A Mariona le pareció imposible que esa voz profunda, con ciertos ecos de madera de cerezo, proviniera del espécimen que tenía justo detrás de ella. No le dio tiempo a contestar la pregunta retórica cuando el hombretón cogió el pack de veintiocho cervezas con su mano izquierda y, como si de un paquete de un kilo de arroz se tratara, lo colocó lentamente sobre la cinta. En milésimas de segundo, el hombrón se había transformado en un macho imponente: su ademán grosero era ahora una fuerza poderosa de la naturaleza; su gordura, sinónimo de grandeza; su fealdad se había convertido en singularidad; los ojos parecían haberle crecido, así como su brillo; las manos prometían viajes por aguas turbulentas; sus piercings y tatuajes simbolizaban el poder de la tribu a la que pertenecía y la pantorrilla peluda era una muestra de la hombría que esa indumentaria escondía. Mariona notó que su sudor ya no solo emanaba de las axilas, lo notó discurriendo entre los pechos y empapando las bragas. Su mente, irremediablemente, la transportó.

El gran hombre le subiría la compra a casa.

− ¿Dónde quiere que se la ponga?

Y Mariona le indicaría la cocina, donde él diligentemente la dejaría y, acto seguido, le entregaría el ticket. Ella se acercaría a coger el pedazo de papel pero, sin poderse reprimir, le asiría la mano y la pondría sobre su pecho izquierdo, el cual quedaría absolutamente cubierto. Podría sentir sus latidos rebotando en la palma de su mano. Con un gesto increíblemente elegante, él la acercaría hacia sí y la besaría en la boca profundamente, en una conjunción perfecta entre el gusto metálico del piercing y la saliva.

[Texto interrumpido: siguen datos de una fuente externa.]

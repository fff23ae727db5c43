use std::collections::VecDeque;

use crate::net::BodyState;

const MAX_RECORDS: usize = 64;

/// A paddle collision as this peer saw it.
#[derive(Debug, Clone, Copy, PartialEq)]
pub struct CollisionRecord {
    pub frame: u32,
    pub timestamp_ms: u64,
    pub input_seq: u16,
    pub body: BodyState,
}

#[derive(Debug, Clone, Copy, PartialEq)]
pub enum MatchOutcome {
    /// Both peers saw the collision at about the same time.
    Confirmed(CollisionRecord),
    /// No local counterpart, but the report is recent enough to trust.
    AcceptedLate,
    Ignored,
}

impl MatchOutcome {
    pub fn adopts_remote(&self) -> bool {
        !matches!(self, Self::Ignored)
    }
}

/// Short-lived buffer of local collisions matched against remote reports.
#[derive(Debug)]
pub struct EventMatcher {
    records: VecDeque<CollisionRecord>,
    tolerance_ms: u64,
    extended_tolerance_ms: u64,
    expiry_ms: u64,
    confirmed: u64,
    accepted_late: u64,
    ignored: u64,
}

impl EventMatcher {
    pub fn new(tolerance_ms: u64, extended_tolerance_ms: u64, expiry_ms: u64) -> Self {
        Self {
            records: VecDeque::with_capacity(MAX_RECORDS),
            tolerance_ms,
            extended_tolerance_ms,
            expiry_ms,
            confirmed: 0,
            accepted_late: 0,
            ignored: 0,
        }
    }

    pub fn record(&mut self, record: CollisionRecord) {
        if self.records.len() >= MAX_RECORDS {
            self.records.pop_front();
        }
        self.records.push_back(record);
    }

    /// `remote_ms` is the remote event time already converted to the local
    /// clock. A matched record is consumed; expired records never match,
    /// even if the sweep has not removed them yet.
    pub fn on_remote(&mut self, remote_ms: u64, now_ms: u64) -> MatchOutcome {
        self.purge_expired(now_ms);
        let closest = self
            .records
            .iter()
            .enumerate()
            .map(|(index, record)| (index, record.timestamp_ms.abs_diff(remote_ms)))
            .filter(|(_, diff)| *diff <= self.tolerance_ms)
            .min_by_key(|(_, diff)| *diff);

        if let Some(record) = closest.and_then(|(index, _)| self.records.remove(index)) {
            self.confirmed += 1;
            return MatchOutcome::Confirmed(record);
        }

        if now_ms.abs_diff(remote_ms) <= self.extended_tolerance_ms {
            self.accepted_late += 1;
            MatchOutcome::AcceptedLate
        } else {
            self.ignored += 1;
            MatchOutcome::Ignored
        }
    }

    /// Drops every record older than the expiry window.
    pub fn purge_expired(&mut self, now_ms: u64) -> usize {
        let before = self.records.len();
        let expiry = self.expiry_ms;
        self.records
            .retain(|record| now_ms.saturating_sub(record.timestamp_ms) <= expiry);
        before - self.records.len()
    }

    /// Time of the newest unmatched local collision.
    pub fn latest_timestamp(&self) -> Option<u64> {
        self.records.iter().map(|record| record.timestamp_ms).max()
    }

    pub fn tolerance_ms(&self) -> u64 {
        self.tolerance_ms
    }

    pub fn len(&self) -> usize {
        self.records.len()
    }

    pub fn is_empty(&self) -> bool {
        self.records.is_empty()
    }

    pub fn counts(&self) -> (u64, u64, u64) {
        (self.confirmed, self.accepted_late, self.ignored)
    }

    pub fn clear(&mut self) {
        self.records.clear();
    }
}
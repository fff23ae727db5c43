mod authority;
mod interpolation;
mod lag;
mod prediction;

pub use authority::{AuthorityController, AuthorityRole};
pub use interpolation::{BodyReconciler, Correction, NetworkSnapshot, PaddleSmoother};
pub use lag::{CollisionRecord, EventMatcher, MatchOutcome};
pub use prediction::{InputCommand, InputPredictor, InputRecord};
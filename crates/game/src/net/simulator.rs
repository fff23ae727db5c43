use std::cmp::Ordering;
use std::collections::BinaryHeap;

use bytes::Bytes;
use rand::SeedableRng;
use rand::rngs::StdRng;

use super::stats::PacketLossSimulation;
use super::transport::Transport;

#[derive(Debug)]
struct DelayedPayload {
    release_ms: u64,
    order: u64,
    payload: Bytes,
}

impl PartialEq for DelayedPayload {
    fn eq(&self, other: &Self) -> bool {
        self.release_ms == other.release_ms && self.order == other.order
    }
}

impl Eq for DelayedPayload {}

impl PartialOrd for DelayedPayload {
    fn partial_cmp(&self, other: &Self) -> Option<Ordering> {
        Some(self.cmp(other))
    }
}

impl Ord for DelayedPayload {
    fn cmp(&self, other: &Self) -> Ordering {
        // Reverse order for min-heap
        other
            .release_ms
            .cmp(&self.release_ms)
            .then_with(|| other.order.cmp(&self.order))
    }
}

/// One direction of a lossy, delaying link. Payloads are released once
/// their delivery time has passed, so jitter reorders them naturally.
#[derive(Debug)]
pub struct LinkSimulator {
    config: PacketLossSimulation,
    queue: BinaryHeap<DelayedPayload>,
    rng: StdRng,
    now_ms: u64,
    next_order: u64,
    severed: bool,
    dropped: u64,
}

impl LinkSimulator {
    pub fn new(config: PacketLossSimulation, seed: u64) -> Self {
        Self {
            config,
            queue: BinaryHeap::new(),
            rng: StdRng::seed_from_u64(seed),
            now_ms: 0,
            next_order: 0,
            severed: false,
            dropped: 0,
        }
    }

    pub fn perfect() -> Self {
        Self::new(PacketLossSimulation::default(), 0)
    }

    pub fn set_config(&mut self, config: PacketLossSimulation) {
        self.config = config;
    }

    pub fn set_time(&mut self, now_ms: u64) {
        self.now_ms = now_ms;
    }

    /// A severed link silently swallows everything, including in-flight data.
    pub fn set_severed(&mut self, severed: bool) {
        self.severed = severed;
        if severed {
            self.dropped += self.queue.len() as u64;
            self.queue.clear();
        }
    }

    pub fn push(&mut self, payload: Bytes) {
        if self.severed || self.config.should_drop(&mut self.rng) {
            self.dropped += 1;
            return;
        }

        let delay = self.config.delay_ms(&mut self.rng) as u64;
        self.queue.push(DelayedPayload {
            release_ms: self.now_ms + delay,
            order: self.next_order,
            payload,
        });
        self.next_order += 1;
    }

    pub fn take_ready(&mut self, now_ms: u64) -> Vec<Bytes> {
        self.now_ms = now_ms;
        let mut ready = Vec::new();
        while self
            .queue
            .peek()
            .is_some_and(|delayed| delayed.release_ms <= now_ms)
        {
            if let Some(delayed) = self.queue.pop() {
                ready.push(delayed.payload);
            }
        }
        ready
    }

    pub fn in_flight(&self) -> usize {
        self.queue.len()
    }

    pub fn dropped(&self) -> u64 {
        self.dropped
    }
}

impl Transport for LinkSimulator {
    fn send(&mut self, payload: Bytes) {
        self.push(payload);
    }
}

#[cfg(test)]
mod tests {
    use super::*;

    #[test]
    fn releases_after_latency() {
        let mut link = LinkSimulator::new(PacketLossSimulation::latency(100, 100), 1);
        link.set_time(0);
        link.push(Bytes::from_static(b"a"));

        assert!(link.take_ready(99).is_empty());
        assert_eq!(link.take_ready(100), vec![Bytes::from_static(b"a")]);
        assert_eq!(link.in_flight(), 0);
    }

    #[test]
    fn same_release_time_keeps_send_order() {
        let mut link = LinkSimulator::perfect();
        link.push(Bytes::from_static(b"1"));
        link.push(Bytes::from_static(b"2"));
        link.push(Bytes::from_static(b"3"));

        let ready = link.take_ready(0);
        assert_eq!(ready.len(), 3);
        assert_eq!(ready[0], Bytes::from_static(b"1"));
        assert_eq!(ready[2], Bytes::from_static(b"3"));
    }

    #[test]
    fn severed_link_drops_in_flight() {
        let mut link = LinkSimulator::new(PacketLossSimulation::latency(50, 50), 1);
        link.push(Bytes::from_static(b"x"));
        link.set_severed(true);
        link.push(Bytes::from_static(b"y"));

        assert!(link.take_ready(1_000).is_empty());
        assert_eq!(link.dropped(), 2);
    }
}
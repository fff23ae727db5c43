/// Discrete events from the local input boundary.
#[derive(Debug, Clone, Copy, PartialEq)]
pub enum LocalInput {
    Up,
    Down,
    /// Absolute paddle position, e.g. from a drag.
    MoveTo(f32),
    /// Launch the ball early while serving.
    Launch,
    Restart,
}
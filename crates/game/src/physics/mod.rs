mod arena;
mod body;

pub use arena::{Arena, PaddleHit, Side};
pub use body::{integrate, sanitize_body};
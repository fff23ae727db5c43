use std::cmp::Ordering;

use super::protocol::Message;

#[derive(Debug, Clone, Copy, PartialEq, Eq)]
pub enum ConnectionState {
    Connecting,
    Connected,
    Disconnected,
}

/// The values a peer advertises in its connect message.
#[derive(Debug, Clone, Copy, PartialEq, Eq)]
pub struct PeerIdentity {
    pub random: u32,
    pub peer_id: u32,
}

impl PeerIdentity {
    pub fn new(random: u32, peer_id: u32) -> Self {
        Self { random, peer_id }
    }

    pub fn generate(peer_id: u32) -> Self {
        Self {
            random: rand::random(),
            peer_id,
        }
    }

    /// Larger random value wins; equal values fall back to the stable id.
    pub fn outranks(&self, other: &PeerIdentity) -> bool {
        match self.random.cmp(&other.random) {
            Ordering::Greater => true,
            Ordering::Less => false,
            Ordering::Equal => self.peer_id > other.peer_id,
        }
    }
}

#[derive(Debug, Default, PartialEq)]
pub struct HandshakeOutcome {
    pub reply: Option<Message>,
    pub newly_connected: bool,
}

/// Symmetric connect exchange plus the liveness watchdog.
#[derive(Debug)]
pub struct Handshake {
    local: PeerIdentity,
    remote: Option<PeerIdentity>,
    state: ConnectionState,
    last_receive_ms: u64,
    timeout_ms: u64,
}

impl Handshake {
    pub fn new(local: PeerIdentity, timeout_ms: u64, now_ms: u64) -> Self {
        Self {
            local,
            remote: None,
            state: ConnectionState::Connecting,
            last_receive_ms: now_ms,
            timeout_ms,
        }
    }

    pub fn local(&self) -> PeerIdentity {
        self.local
    }

    pub fn remote(&self) -> Option<PeerIdentity> {
        self.remote
    }

    pub fn state(&self) -> ConnectionState {
        self.state
    }

    pub fn is_connected(&self) -> bool {
        self.state == ConnectionState::Connected
    }

    pub fn needs_retransmit(&self) -> bool {
        self.state == ConnectionState::Connecting
    }

    pub fn connect_message(&self) -> Message {
        Message::Connect {
            random: self.local.random,
            peer_id: self.local.peer_id,
        }
    }

    /// Every plain connect is answered, whatever our own state. Replies are
    /// never answered, which keeps the exchange from echoing forever.
    pub fn on_connect(&mut self, remote: PeerIdentity, is_reply: bool) -> HandshakeOutcome {
        let mut outcome = HandshakeOutcome::default();

        if self.state == ConnectionState::Disconnected {
            return outcome;
        }

        if !is_reply {
            outcome.reply = Some(Message::ConnectReply {
                random: self.local.random,
                peer_id: self.local.peer_id,
            });
        }

        if let Some(known) = self.remote.filter(|known| *known != remote) {
            log::warn!(
                "peer re-announced with different identity ({} -> {})",
                known.peer_id,
                remote.peer_id
            );
        }

        self.remote = Some(remote);
        if self.state == ConnectionState::Connecting {
            self.state = ConnectionState::Connected;
            outcome.newly_connected = true;
            log::info!(
                "connected to peer {} (local {} / remote {})",
                remote.peer_id,
                self.local.random,
                remote.random
            );
        }

        outcome
    }

    /// `Some(true)` once connected and this side won the tie-break.
    pub fn local_wins(&self) -> Option<bool> {
        self.remote.map(|remote| self.local.outranks(&remote))
    }

    pub fn touch(&mut self, now_ms: u64) {
        self.last_receive_ms = now_ms;
    }

    pub fn silence_ms(&self, now_ms: u64) -> u64 {
        now_ms.saturating_sub(self.last_receive_ms)
    }

    pub fn is_timed_out(&self, now_ms: u64) -> bool {
        self.silence_ms(now_ms) > self.timeout_ms
    }

    pub fn disconnect(&mut self) {
        self.state = ConnectionState::Disconnected;
    }
}

#[cfg(test)]
mod tests {
    use super::*;

    #[test]
    fn test_tie_break() {
        let a = PeerIdentity::new(42, 1);
        let b = PeerIdentity::new(17, 2);
        assert!(a.outranks(&b));
        assert!(!b.outranks(&a));

        let c = PeerIdentity::new(42, 9);
        assert!(c.outranks(&a));
        assert!(!a.outranks(&c));
    }

    #[test]
    fn test_connect_always_answered() {
        let mut handshake = Handshake::new(PeerIdentity::new(42, 1), 10_000, 0);
        let remote = PeerIdentity::new(17, 2);

        let first = handshake.on_connect(remote, false);
        assert!(first.newly_connected);
        assert_eq!(
            first.reply,
            Some(Message::ConnectReply {
                random: 42,
                peer_id: 1
            })
        );

        let again = handshake.on_connect(remote, false);
        assert!(!again.newly_connected);
        assert!(again.reply.is_some());
    }

    #[test]
    fn test_reply_is_not_answered() {
        let mut handshake = Handshake::new(PeerIdentity::new(1, 1), 10_000, 0);
        let outcome = handshake.on_connect(PeerIdentity::new(2, 2), true);
        assert!(outcome.newly_connected);
        assert!(outcome.reply.is_none());
        assert!(!handshake.needs_retransmit());
        assert_eq!(handshake.local_wins(), Some(false));
    }

    #[test]
    fn test_watchdog() {
        let mut handshake = Handshake::new(PeerIdentity::new(1, 1), 10_000, 0);
        handshake.touch(1_000);
        assert!(!handshake.is_timed_out(11_000));
        assert!(handshake.is_timed_out(11_001));
    }

    #[test]
    fn test_disconnected_ignores_connects() {
        let mut handshake = Handshake::new(PeerIdentity::new(1, 1), 10_000, 0);
        handshake.disconnect();
        let outcome = handshake.on_connect(PeerIdentity::new(2, 2), false);
        assert_eq!(outcome, HandshakeOutcome::default());
        assert_eq!(handshake.state(), ConnectionState::Disconnected);
    }
}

Huérfano el pecho, agarraría con ímpetu las nalgas de una Mariona ya absolutamente entregada y, en un arrebato tan refinado como los movimientos que habría hecho hasta el momento, la sentaría en la mesa de la cocina, apartando de un manotazo lo que estuviera sobre la misma. Metería las manos entre las piernas de Mariona, le arrancaría las bragas mojadas e investigaría los recovecos de su cueva expectante. Mariona le quitaría, torpemente, la camiseta y deleitaría la vista en unos simétricos pectorales cubiertos de un negro vello salpicado de brillos rojos que surgirían de los tatuajes. Olería a barro de bosque. Le desabrocharía los pantalones y su miembro se abriría camino distinguidamente para mostrarse orgulloso y magnífico entre las piernas de Mariona. Desearía lamerlo, desearía conocer el sabor de las raíces de los árboles más robustos, de la gelatina que surge de los reyes de las tribus, de la dureza elástica del tótem del altar.

− ¡Señora, señora! ¿Oiga, señora, es una compra a domicilio?

Mariona aterrizó de sopetón en el supermercado, el sudor había impregnado totalmente la ropa. Se había ruborizado porque en su embeleso no había sido capaz ni de darle las gracias al gigante, ni de reaccionar a la pregunta de la cajera. Se quitó la cazadora, no podía soportarla por más tiempo.  La blusa blanca se le había adherido completamente a la piel y exponía a la luz, como un entrometido paparazzi, las formas turgentes y excitadas de los pezones. Una gota de sudor se quedó atascada en el escote y refulgió en los ojos del rey de los bosques, quien poblaría los sueños húmedos de Mariona durante bastantes meses.